Fazer o que é certo quando todo mundo está olhando é fácil. Como vivemos em sociedade, com regras estabelecidas e quase todos querem viver sua vida em paz, sem conflito com outras pessoas, muito menos com as leis, ter a imagem de pessoa cumpridora de suas obrigações é algo bastante desejável.

Mas e quando ninguém está olhando? Nessa hora cada um tem que se entender apenas com sua consciência. E nessa hora a natureza, real e crua de cada um, aflora em sua plenitude. Aí começam a aparecer às besteiras e até barbaridades das quais a natureza humana é capaz.

Cuidar do meio ambiente deveria ser a obrigação de cada pessoa que vive neste planeta. Estando à vista ou escondida em uma rua sem movimento. Mas o interesse pessoal parece que sempre falar mais alto. Na página 32 desta edição trazemos a reportagem sobre uma ação da fiscalização do setor ambiental da Prefeitura onde uma área está virando um aterro irregular. E o pior é que o proprietário já havia sido multado justamente pelo mesmo crime. A rua fica num canto da cidade onde quase ninguém passa, na divisa com Curitiba.

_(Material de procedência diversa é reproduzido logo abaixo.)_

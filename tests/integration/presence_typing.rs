// Test-specific lint overrides: integration tests use unwrap/expect freely,
// and some pedantic/nursery lints are not appropriate for test code.
#![allow(
    clippy::unwrap_used,
    clippy::expect_used,
    clippy::doc_markdown,
    clippy::future_not_send,
    clippy::missing_panics_doc,
    clippy::missing_docs_in_private_items
)]

//! Presence and typing-indicator tests against an in-process gateway.
//!
//! Covers online/offline broadcasts, the snapshot replayed to a joining
//! client, and the debounced typing flow from keystroke to the trailing
//! stop signal.

use std::time::Duration;

use tokio::sync::mpsc;

use venturechat::config::SessionConfig;
use venturechat::session::{ChatSession, SessionEvent};
use venturechat_proto::identity::{Identity, Role};

fn dev(id: i64) -> Identity {
    Identity::new(Role::Developer, id)
}

fn ent(id: i64) -> Identity {
    Identity::new(Role::Entrepreneur, id)
}

fn test_config(addr: std::net::SocketAddr) -> SessionConfig {
    SessionConfig {
        gateway_url: format!("ws://{addr}/ws"),
        api_base_url: format!("http://{addr}"),
        connect_timeout: Duration::from_secs(5),
        request_timeout: Duration::from_secs(5),
        typing_quiet_period: Duration::from_millis(300),
        backoff_initial: Duration::from_millis(100),
        backoff_max: Duration::from_secs(1),
        ..SessionConfig::default()
    }
}

async fn wait_for(
    rx: &mut mpsc::Receiver<SessionEvent>,
    mut pred: impl FnMut(&SessionEvent) -> bool,
) -> SessionEvent {
    tokio::time::timeout(Duration::from_secs(5), async {
        loop {
            let event = rx.recv().await.expect("session event channel closed");
            if pred(&event) {
                return event;
            }
        }
    })
    .await
    .expect("timed out waiting for session event")
}

async fn connect(
    me: Identity,
    addr: std::net::SocketAddr,
) -> (ChatSession, mpsc::Receiver<SessionEvent>) {
    let (session, mut rx) = ChatSession::connect(me, test_config(addr)).unwrap();
    wait_for(&mut rx, |e| matches!(e, SessionEvent::Connected { .. })).await;
    (session, rx)
}

#[tokio::test(flavor = "multi_thread")]
async fn presence_broadcasts_online_and_offline() {
    let (addr, server, _state) = venturechat_gateway::gateway::start_server("127.0.0.1:0")
        .await
        .unwrap();

    let (dev_session, mut dev_rx) = connect(dev(5), addr).await;
    assert!(!dev_session.is_online(ent(9)));

    let (ent_session, _ent_rx) = connect(ent(9), addr).await;
    wait_for(&mut dev_rx, |e| {
        matches!(
            e,
            SessionEvent::PresenceChanged { identity, online: true } if *identity == ent(9)
        )
    })
    .await;
    assert!(dev_session.is_online(ent(9)));

    ent_session.shutdown().await;
    wait_for(&mut dev_rx, |e| {
        matches!(
            e,
            SessionEvent::PresenceChanged { identity, online: false } if *identity == ent(9)
        )
    })
    .await;
    assert!(!dev_session.is_online(ent(9)));

    dev_session.shutdown().await;
    server.abort();
}

#[tokio::test(flavor = "multi_thread")]
async fn joiner_receives_the_online_snapshot() {
    let (addr, server, _state) = venturechat_gateway::gateway::start_server("127.0.0.1:0")
        .await
        .unwrap();

    // Two users are already online before the developer joins.
    let (ent_a, _rx_a) = connect(ent(9), addr).await;
    let (ent_b, _rx_b) = connect(ent(12), addr).await;

    let (dev_session, mut dev_rx) = connect(dev(5), addr).await;
    wait_for(&mut dev_rx, |e| {
        matches!(
            e,
            SessionEvent::PresenceChanged { identity, online: true } if *identity == ent(12)
        )
    })
    .await;
    assert!(dev_session.is_online(ent(9)));
    assert!(dev_session.is_online(ent(12)));

    dev_session.shutdown().await;
    ent_a.shutdown().await;
    ent_b.shutdown().await;
    server.abort();
}

#[tokio::test(flavor = "multi_thread")]
async fn typing_starts_on_keystroke_and_stops_after_quiet_period() {
    let (addr, server, _state) = venturechat_gateway::gateway::start_server("127.0.0.1:0")
        .await
        .unwrap();

    let (mut dev_session, mut dev_rx) = connect(dev(5), addr).await;
    let (mut ent_session, mut ent_rx) = connect(ent(9), addr).await;

    // Both sides open the shared conversation.
    dev_session.select_contact(ent(9));
    ent_session.select_contact(dev(5));
    wait_for(&mut dev_rx, |e| {
        matches!(e, SessionEvent::ConversationUpdated(c) if *c == ent(9))
    })
    .await;
    wait_for(&mut ent_rx, |e| {
        matches!(e, SessionEvent::ConversationUpdated(c) if *c == dev(5))
    })
    .await;

    ent_session.on_input().await;
    wait_for(&mut dev_rx, |e| {
        matches!(
            e,
            SessionEvent::TypingChanged { counterpart, is_typing: true } if *counterpart == ent(9)
        )
    })
    .await;
    assert!(dev_session.is_typing(ent(9)));

    // No further keystrokes: the quiet period elapses and the indicator
    // clears on the developer side.
    wait_for(&mut dev_rx, |e| {
        matches!(
            e,
            SessionEvent::TypingChanged { counterpart, is_typing: false } if *counterpart == ent(9)
        )
    })
    .await;
    assert!(!dev_session.is_typing(ent(9)));

    dev_session.shutdown().await;
    ent_session.shutdown().await;
    server.abort();
}

#[tokio::test(flavor = "multi_thread")]
async fn sending_a_message_stops_the_typing_indicator() {
    let (addr, server, _state) = venturechat_gateway::gateway::start_server("127.0.0.1:0")
        .await
        .unwrap();

    let (mut dev_session, mut dev_rx) = connect(dev(5), addr).await;
    let (mut ent_session, mut ent_rx) = connect(ent(9), addr).await;

    dev_session.select_contact(ent(9));
    ent_session.select_contact(dev(5));
    wait_for(&mut dev_rx, |e| {
        matches!(e, SessionEvent::ConversationUpdated(c) if *c == ent(9))
    })
    .await;
    wait_for(&mut ent_rx, |e| {
        matches!(e, SessionEvent::ConversationUpdated(c) if *c == dev(5))
    })
    .await;

    ent_session.on_input().await;
    wait_for(&mut dev_rx, |e| {
        matches!(e, SessionEvent::TypingChanged { is_typing: true, .. })
    })
    .await;

    // The send flushes the typing state well before the quiet period.
    ent_session.send("done typing").await.unwrap();
    wait_for(&mut dev_rx, |e| {
        matches!(e, SessionEvent::TypingChanged { is_typing: false, .. })
    })
    .await;

    dev_session.shutdown().await;
    ent_session.shutdown().await;
    server.abort();
}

Comportamento semelhante se repete em muitos outros lugares do Município, mas a fiscalização não consegue ficar em cima de todos. A falta de respeito é tanta que, em muitos casos, assim que as autoridades saem, a pessoa continua como se nada tivesse acontecido.

Mas não tem outra maneira. Para manter a ordem o ser humano precisa de polícia o tempo todo senão descamba e o caos se instala em instantes. E se já vivemos dias tensos como as coisas estão, imagine sem controle. Pense nisso e boa leitura.